Collected data
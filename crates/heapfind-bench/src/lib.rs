//! Workload generator and benchmark utilities for heapfind.
//!
//! This crate provides deterministic generation of value lists and edge lists
//! for benchmarking and property-based testing of `heapfind-core`.

pub mod correctness;
pub mod generator;

pub use generator::{GeneratorConfig, SizeTier, Workload, generate_workload};
//! Reverse index from heap values to the positions holding them.
//!
//! Equal values may occupy several heap slots at once, so each value maps to
//! an ordered set of positions. When a single position has to be chosen for a
//! value (removal by value), the **largest** tracked position is used.

use std::collections::{BTreeSet, HashMap};
use std::hash::Hash;

/// Mapping `value -> {positions}` kept in lockstep with a heap's backing store.
///
/// The index does not know about the store itself; the owning heap is
/// responsible for calling [`PositionIndex::insert`], [`PositionIndex::remove`]
/// and [`PositionIndex::relocate`] for every change it makes to element
/// positions. A value whose position set becomes empty is dropped from the
/// map, so [`PositionIndex::contains`] is a plain key lookup.
#[derive(Debug, Clone)]
pub struct PositionIndex<T> {
    map: HashMap<T, BTreeSet<usize>>,
    tracked: usize,
}

impl<T> Default for PositionIndex<T> {
    fn default() -> Self {
        Self {
            map: HashMap::new(),
            tracked: 0,
        }
    }
}

impl<T: Hash + Eq> PositionIndex<T> {
    /// Creates an empty index.
    pub fn new() -> Self {
        Self::default()
    }

    /// Creates an empty index with room for `capacity` distinct values.
    pub fn with_capacity(capacity: usize) -> Self {
        Self {
            map: HashMap::with_capacity(capacity),
            tracked: 0,
        }
    }

    /// Records that `value` is stored at `position`.
    pub fn insert(&mut self, value: T, position: usize) {
        if self.map.entry(value).or_default().insert(position) {
            self.tracked += 1;
        }
    }

    /// Forgets that `value` is stored at `position`.
    ///
    /// Returns `true` if the pair was tracked.
    pub fn remove(&mut self, value: &T, position: usize) -> bool {
        let Some(positions) = self.map.get_mut(value) else {
            return false;
        };
        let removed = positions.remove(&position);
        if positions.is_empty() {
            self.map.remove(value);
        }
        if removed {
            self.tracked -= 1;
        }
        removed
    }

    /// Moves one occurrence of `value` from position `from` to position `to`.
    ///
    /// Callers swapping two *equal* values must skip the relocation entirely:
    /// both positions already belong to the same set.
    pub fn relocate(&mut self, value: &T, from: usize, to: usize) {
        if let Some(positions) = self.map.get_mut(value) {
            let moved = positions.remove(&from);
            debug_assert!(moved, "relocating an untracked position {from}");
            positions.insert(to);
        }
    }

    /// Returns the canonical position of `value`: the largest one tracked.
    pub fn canonical(&self, value: &T) -> Option<usize> {
        self.map
            .get(value)
            .and_then(|positions| positions.last().copied())
    }

    /// Returns `true` if at least one position holds `value`.
    pub fn contains(&self, value: &T) -> bool {
        self.map.contains_key(value)
    }

    /// Returns the number of positions holding `value`.
    pub fn count(&self, value: &T) -> usize {
        self.map.get(value).map_or(0, BTreeSet::len)
    }

    /// Iterates the positions holding `value` in ascending order.
    pub fn positions<'a>(&'a self, value: &T) -> impl Iterator<Item = usize> + 'a {
        self.map
            .get(value)
            .into_iter()
            .flat_map(|positions| positions.iter().copied())
    }

    /// Number of distinct values tracked.
    pub fn distinct_len(&self) -> usize {
        self.map.len()
    }

    /// Total number of `(value, position)` pairs tracked.
    pub fn tracked_len(&self) -> usize {
        self.tracked
    }

    /// Removes every entry.
    pub fn clear(&mut self) {
        self.map.clear();
        self.tracked = 0;
    }
}
//! Implementation of `heapfind connected <file> --size <n> <p> <q>`.
//!
//! Builds the same union-find as `components`, then answers a single
//! connectivity query.
//!
//! Output (human mode): `true` or `false`.
//! Output (JSON mode): `{"connected": bool, "component_size": k}` where `k`
//! is the size of the component containing `p`.
//!
//! Exit codes: 0 = success, 1 = size 0 or element outside `0..n`,
//! 2 = read/parse failure.
use crate::OutputFormat;
use crate::cmd::components::build_union_find;
use crate::error::CliError;
use crate::parse::parse_pairs;

/// Runs the `connected` command.
///
/// # Errors
///
/// - [`CliError`] exit code 2 if `content` cannot be parsed.
/// - [`CliError`] exit code 1 if `size` is zero, or any pair or the query
///   names an element outside `0..size`.
pub fn run(
    content: &str,
    size: usize,
    p: usize,
    q: usize,
    format: OutputFormat,
) -> Result<(), CliError> {
    let pairs = parse_pairs(content)?;
    let mut uf = build_union_find(size, &pairs)?;
    let connected = uf.connected(p, q)?;
    let component_size = uf.component_size(p)?;

    let stdout = std::io::stdout();
    let mut out = stdout.lock();

    match format {
        OutputFormat::Human => {
            use std::io::Write as _;
            writeln!(out, "{connected}")
        }
        OutputFormat::Json => {
            use std::io::Write as _;
            let output = serde_json::json!({
                "connected": connected,
                "component_size": component_size,
            });
            serde_json::to_string_pretty(&output)
                .map_err(std::io::Error::other)
                .and_then(|json| writeln!(out, "{json}"))
        }
    }
    .map_err(|e| CliError::IoError {
        source: "stdout".to_owned(),
        detail: e.to_string(),
    })
}
//! Integration tests for `heapfind components` and `heapfind connected`.
#![allow(clippy::expect_used)]

use std::io::Write as _;
use std::path::PathBuf;
use std::process::Command;

/// Path to the compiled `heapfind` binary.
fn heapfind_bin() -> PathBuf {
    let mut path = std::env::current_exe().expect("current exe");
    path.pop();
    if path.ends_with("deps") {
        path.pop();
    }
    path.push("heapfind");
    path
}

fn write_input(content: &str) -> tempfile::NamedTempFile {
    let mut file = tempfile::NamedTempFile::new().expect("create temp file");
    file.write_all(content.as_bytes()).expect("write temp file");
    file
}

const EDGES: &str = "# two clusters\n0 1\n1 2\n\n3 4\n";

#[test]
fn components_human_output() {
    let input = write_input(EDGES);
    let out = Command::new(heapfind_bin())
        .args(["components", input.path().to_str().expect("path"), "--size", "6"])
        .output()
        .expect("run heapfind components");
    assert!(out.status.success(), "exit code: {:?}", out.status.code());
    assert_eq!(
        String::from_utf8_lossy(&out.stdout),
        "components: 3\n  0 1 2\n  3 4\n  5\n"
    );
}

#[test]
fn components_json_output() {
    let input = write_input(EDGES);
    let out = Command::new(heapfind_bin())
        .args([
            "components",
            input.path().to_str().expect("path"),
            "--size",
            "6",
            "-f",
            "json",
        ])
        .output()
        .expect("run heapfind components --format json");
    assert!(out.status.success(), "exit code: {:?}", out.status.code());
    let value: serde_json::Value =
        serde_json::from_slice(&out.stdout).expect("valid JSON from components");
    assert_eq!(value["size"], 6);
    assert_eq!(value["components"], 3);
    assert_eq!(value["groups"], serde_json::json!([[0, 1, 2], [3, 4], [5]]));
}

#[test]
fn components_zero_size_exits_1() {
    let input = write_input("");
    let out = Command::new(heapfind_bin())
        .args(["components", input.path().to_str().expect("path"), "--size", "0"])
        .output()
        .expect("run heapfind components");
    assert_eq!(out.status.code(), Some(1));
}

#[test]
fn components_out_of_range_exits_1() {
    let input = write_input("0 1\n2 9\n");
    let out = Command::new(heapfind_bin())
        .args(["components", input.path().to_str().expect("path"), "--size", "3"])
        .output()
        .expect("run heapfind components");
    assert_eq!(out.status.code(), Some(1));
    let stderr = String::from_utf8_lossy(&out.stderr);
    assert!(stderr.contains("element 9"), "stderr: {stderr}");
}

#[test]
fn components_malformed_pair_exits_2() {
    let input = write_input("0 1 2\n");
    let out = Command::new(heapfind_bin())
        .args(["components", input.path().to_str().expect("path"), "--size", "3"])
        .output()
        .expect("run heapfind components");
    assert_eq!(out.status.code(), Some(2));
}

#[test]
fn connected_same_component_is_true() {
    let input = write_input(EDGES);
    let out = Command::new(heapfind_bin())
        .args([
            "connected",
            input.path().to_str().expect("path"),
            "--size",
            "6",
            "2",
            "0",
        ])
        .output()
        .expect("run heapfind connected");
    assert!(out.status.success(), "exit code: {:?}", out.status.code());
    assert_eq!(String::from_utf8_lossy(&out.stdout).trim(), "true");
}

#[test]
fn connected_json_reports_component_size() {
    let input = write_input(EDGES);
    let out = Command::new(heapfind_bin())
        .args([
            "connected",
            input.path().to_str().expect("path"),
            "--size",
            "6",
            "3",
            "5",
            "--format",
            "json",
        ])
        .output()
        .expect("run heapfind connected --format json");
    assert!(out.status.success(), "exit code: {:?}", out.status.code());
    let value: serde_json::Value =
        serde_json::from_slice(&out.stdout).expect("valid JSON from connected");
    assert_eq!(value["connected"], false);
    assert_eq!(value["component_size"], 2);
}

#[test]
fn connected_query_out_of_range_exits_1() {
    let input = write_input(EDGES);
    let out = Command::new(heapfind_bin())
        .args([
            "connected",
            input.path().to_str().expect("path"),
            "--size",
            "6",
            "0",
            "6",
        ])
        .output()
        .expect("run heapfind connected");
    assert_eq!(out.status.code(), Some(1));
}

▶ **ASSIGNMENT**
Which lines in the records above contain the word "valid"? Copy each one.

▶ **RESPONSE BELOW**
        serde_json::from_slice(&out.stdout).expect("valid JSON from components");
        serde_json::from_slice(&out.stdout).expect("valid JSON from connected");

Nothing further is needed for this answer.